> **Task instructions**: Your task is to gather the lines below that hold the string "TaskBody".
------------
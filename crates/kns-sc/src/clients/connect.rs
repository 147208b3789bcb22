use std::collections::BTreeMap;
use std::fmt::Debug;
use std::time::Duration;

use async_trait::async_trait;
use base64::Engine;
use base64::engine::general_purpose::STANDARD;
use http::header::{AUTHORIZATION, CONTENT_TYPE};
use http::{Method, Request, Response, StatusCode};
use serde::{Serialize, Deserialize};
use serde::de::DeserializeOwned;
use tracing::{debug, instrument, trace};
use ureq::{Agent, AgentBuilder, OrAnyStatus};
use url::Url;

use fluvio_future::task::spawn_blocking;

use kns_metadata::command::ConnectorAction;
use kns_metadata::connector::{ConnectorState, ConnectorStatus, TaskStatus};
use kns_metadata::validator::invalid_value;

use crate::RemoteError;
use crate::config::ConnectConfig;

/// connector as reported by the connect runtime
#[derive(Debug, Clone, Default, PartialEq, Eq)]
pub struct ConnectorInfo {
    pub name: String,
    pub config: BTreeMap<String, String>,
    pub status: ConnectorStatus,
}

/// REST api of a connect runtime
#[async_trait]
pub trait ConnectClient: Debug + Send + Sync + 'static {
    async fn list_connectors(&self) -> Result<Vec<String>, RemoteError>;

    /// config and status, none if the runtime does not know the connector
    async fn connector(&self, name: &str) -> Result<Option<ConnectorInfo>, RemoteError>;

    /// create or update with the desired config
    async fn put_connector(
        &self,
        name: &str,
        config: &BTreeMap<String, String>,
    ) -> Result<(), RemoteError>;

    async fn delete_connector(&self, name: &str) -> Result<(), RemoteError>;

    /// returns the http code reported by the runtime
    async fn change_state(&self, name: &str, action: ConnectorAction) -> Result<u16, RemoteError>;

    /// errors reported by the runtime for a candidate config
    async fn validate(
        &self,
        class: &str,
        config: &BTreeMap<String, String>,
    ) -> Result<Vec<String>, RemoteError>;
}

#[derive(Debug, Deserialize)]
struct ErrorBody {
    #[serde(default)]
    message: String,
}

#[derive(Debug, Deserialize)]
struct StateBody {
    state: ConnectorState,
    #[serde(default)]
    worker_id: String,
}

#[derive(Debug, Deserialize)]
struct TaskBody {
    id: i32,
    state: ConnectorState,
    #[serde(default)]
    worker_id: String,
    #[serde(default)]
    trace: Option<String>,
}

#[derive(Debug, Deserialize)]
struct StatusBody {
    connector: StateBody,
    #[serde(default)]
    tasks: Vec<TaskBody>,
}

impl From<StatusBody> for ConnectorStatus {
    fn from(body: StatusBody) -> Self {
        ConnectorStatus {
            state: body.connector.state,
            worker_id: body.connector.worker_id,
            tasks: body
                .tasks
                .into_iter()
                .map(|task| TaskStatus {
                    id: task.id,
                    state: task.state,
                    worker_id: task.worker_id,
                    trace: task.trace,
                })
                .collect(),
            ..Default::default()
        }
    }
}

#[derive(Debug, Deserialize)]
struct ConfigValue {
    name: String,
    #[serde(default)]
    value: Option<String>,
    #[serde(default)]
    errors: Vec<String>,
}

#[derive(Debug, Deserialize)]
struct ConfigInfo {
    value: ConfigValue,
}

#[derive(Debug, Deserialize)]
struct ValidationBody {
    #[serde(default)]
    error_count: u32,
    #[serde(default)]
    configs: Vec<ConfigInfo>,
}

impl ValidationBody {
    fn into_errors(self) -> Vec<String> {
        if self.error_count == 0 {
            return vec![];
        }
        self.configs
            .into_iter()
            .flat_map(|info| {
                let ConfigValue {
                    name,
                    value,
                    errors,
                } = info.value;
                let value = value.unwrap_or_else(|| "null".to_owned());
                errors
                    .into_iter()
                    .map(move |error| invalid_value(&value, &name, error))
            })
            .collect()
    }
}

#[derive(Debug, Serialize)]
struct Empty {}

/// Connect runtime reached over http
#[derive(Debug)]
pub struct HttpConnectClient {
    base: Url,
    authorization: Option<String>,
    agent: Agent,
}

impl HttpConnectClient {
    pub fn new(config: &ConnectConfig, timeout: Duration) -> Result<Self, RemoteError> {
        let base = Url::parse(&config.url)
            .map_err(|err| RemoteError::Transport(format!("invalid url {}: {err}", config.url)))?;
        let authorization = config.basic_auth_username.as_ref().map(|user| {
            let password = config.basic_auth_password.as_deref().unwrap_or_default();
            format!("Basic {}", STANDARD.encode(format!("{user}:{password}")))
        });
        let agent = AgentBuilder::new().timeout(timeout).build();
        Ok(Self {
            base,
            authorization,
            agent,
        })
    }

    fn url(&self, segments: &[&str]) -> Result<Url, RemoteError> {
        let mut url = self.base.clone();
        url.path_segments_mut()
            .map_err(|_| RemoteError::Transport(format!("{} cannot be a base", self.base)))?
            .pop_if_empty()
            .extend(segments);
        Ok(url)
    }

    async fn send(
        &self,
        method: Method,
        url: Url,
        body: Option<Vec<u8>>,
    ) -> Result<Response<Vec<u8>>, RemoteError> {
        let mut builder = Request::builder()
            .method(method)
            .uri(url.as_str())
            .header(CONTENT_TYPE, "application/json");
        if let Some(authorization) = &self.authorization {
            builder = builder.header(AUTHORIZATION, authorization);
        }
        let request = builder
            .body(body.unwrap_or_default())
            .map_err(|err| RemoteError::Transport(format!("request format error {err}")))?;

        trace!(uri = %request.uri(), method = %request.method(), "connect request");
        let agent = self.agent.clone();
        spawn_blocking(move || send_blocking(agent, request)).await
    }

    async fn send_json<T, B>(&self, method: Method, url: Url, body: Option<&B>) -> Result<T, RemoteError>
    where
        T: DeserializeOwned,
        B: Serialize,
    {
        let body = body
            .map(serde_json::to_vec)
            .transpose()
            .map_err(|err| RemoteError::Transport(format!("json encode error {err}")))?;
        let response = checked(self.send(method, url, body).await?)?;
        serde_json::from_slice(response.body())
            .map_err(|err| RemoteError::Transport(format!("json parse error {err}")))
    }
}

fn send_blocking(agent: Agent, request: Request<Vec<u8>>) -> Result<Response<Vec<u8>>, RemoteError> {
    let (parts, body) = request.into_parts();
    let mut ureq_request = agent.request(parts.method.as_ref(), &parts.uri.to_string());
    for (name, value) in parts.headers.iter() {
        let value = value
            .to_str()
            .map_err(|err| RemoteError::Transport(format!("invalid header {name}: {err}")))?;
        ureq_request = ureq_request.set(name.as_ref(), value);
    }

    let response = ureq_request
        .send_bytes(&body)
        .or_any_status()
        .map_err(|err| RemoteError::Transport(err.to_string()))?;
    Ok(response.into())
}

/// turn an error status into a remote error carrying the runtime message
fn checked(response: Response<Vec<u8>>) -> Result<Response<Vec<u8>>, RemoteError> {
    let status = response.status();
    if status.is_success() {
        return Ok(response);
    }
    let message = serde_json::from_slice::<ErrorBody>(response.body())
        .map(|body| body.message)
        .unwrap_or_else(|_| String::from_utf8_lossy(response.body()).to_string());
    Err(RemoteError::Http {
        status: status.as_u16(),
        message,
    })
}

#[async_trait]
impl ConnectClient for HttpConnectClient {
    #[instrument(skip(self), fields(url = %self.base))]
    async fn list_connectors(&self) -> Result<Vec<String>, RemoteError> {
        let url = self.url(&["connectors"])?;
        self.send_json::<_, Empty>(Method::GET, url, None).await
    }

    #[instrument(skip(self), fields(url = %self.base))]
    async fn connector(&self, name: &str) -> Result<Option<ConnectorInfo>, RemoteError> {
        let url = self.url(&["connectors", name, "config"])?;
        let response = self.send(Method::GET, url, None).await?;
        if response.status() == StatusCode::NOT_FOUND {
            debug!("connector not found");
            return Ok(None);
        }
        let config: BTreeMap<String, String> = serde_json::from_slice(checked(response)?.body())
            .map_err(|err| RemoteError::Transport(format!("json parse error {err}")))?;

        let url = self.url(&["connectors", name, "status"])?;
        let status: StatusBody = self.send_json::<_, Empty>(Method::GET, url, None).await?;

        Ok(Some(ConnectorInfo {
            name: name.to_owned(),
            config,
            status: status.into(),
        }))
    }

    #[instrument(skip(self, config), fields(url = %self.base))]
    async fn put_connector(
        &self,
        name: &str,
        config: &BTreeMap<String, String>,
    ) -> Result<(), RemoteError> {
        let url = self.url(&["connectors", name, "config"])?;
        let body = serde_json::to_vec(config)
            .map_err(|err| RemoteError::Transport(format!("json encode error {err}")))?;
        checked(self.send(Method::PUT, url, Some(body)).await?)?;
        Ok(())
    }

    #[instrument(skip(self), fields(url = %self.base))]
    async fn delete_connector(&self, name: &str) -> Result<(), RemoteError> {
        let url = self.url(&["connectors", name])?;
        checked(self.send(Method::DELETE, url, None).await?)?;
        Ok(())
    }

    #[instrument(skip(self), fields(url = %self.base))]
    async fn change_state(&self, name: &str, action: ConnectorAction) -> Result<u16, RemoteError> {
        let (method, url) = match action {
            ConnectorAction::Restart => {
                let mut url = self.url(&["connectors", name, "restart"])?;
                url.query_pairs_mut()
                    .append_pair("includeTasks", "true")
                    .append_pair("onlyFailed", "false");
                (Method::POST, url)
            }
            ConnectorAction::Pause => (Method::PUT, self.url(&["connectors", name, "pause"])?),
            ConnectorAction::Resume => (Method::PUT, self.url(&["connectors", name, "resume"])?),
        };
        let response = checked(self.send(method, url, None).await?)?;
        Ok(response.status().as_u16())
    }

    #[instrument(skip(self, config), fields(url = %self.base))]
    async fn validate(
        &self,
        class: &str,
        config: &BTreeMap<String, String>,
    ) -> Result<Vec<String>, RemoteError> {
        let url = self.url(&["connector-plugins", class, "config", "validate"])?;
        let body: ValidationBody = self.send_json(Method::PUT, url, Some(config)).await?;
        Ok(body.into_errors())
    }
}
------------
> **Output**:
struct TaskBody {
    tasks: Vec<TaskBody>,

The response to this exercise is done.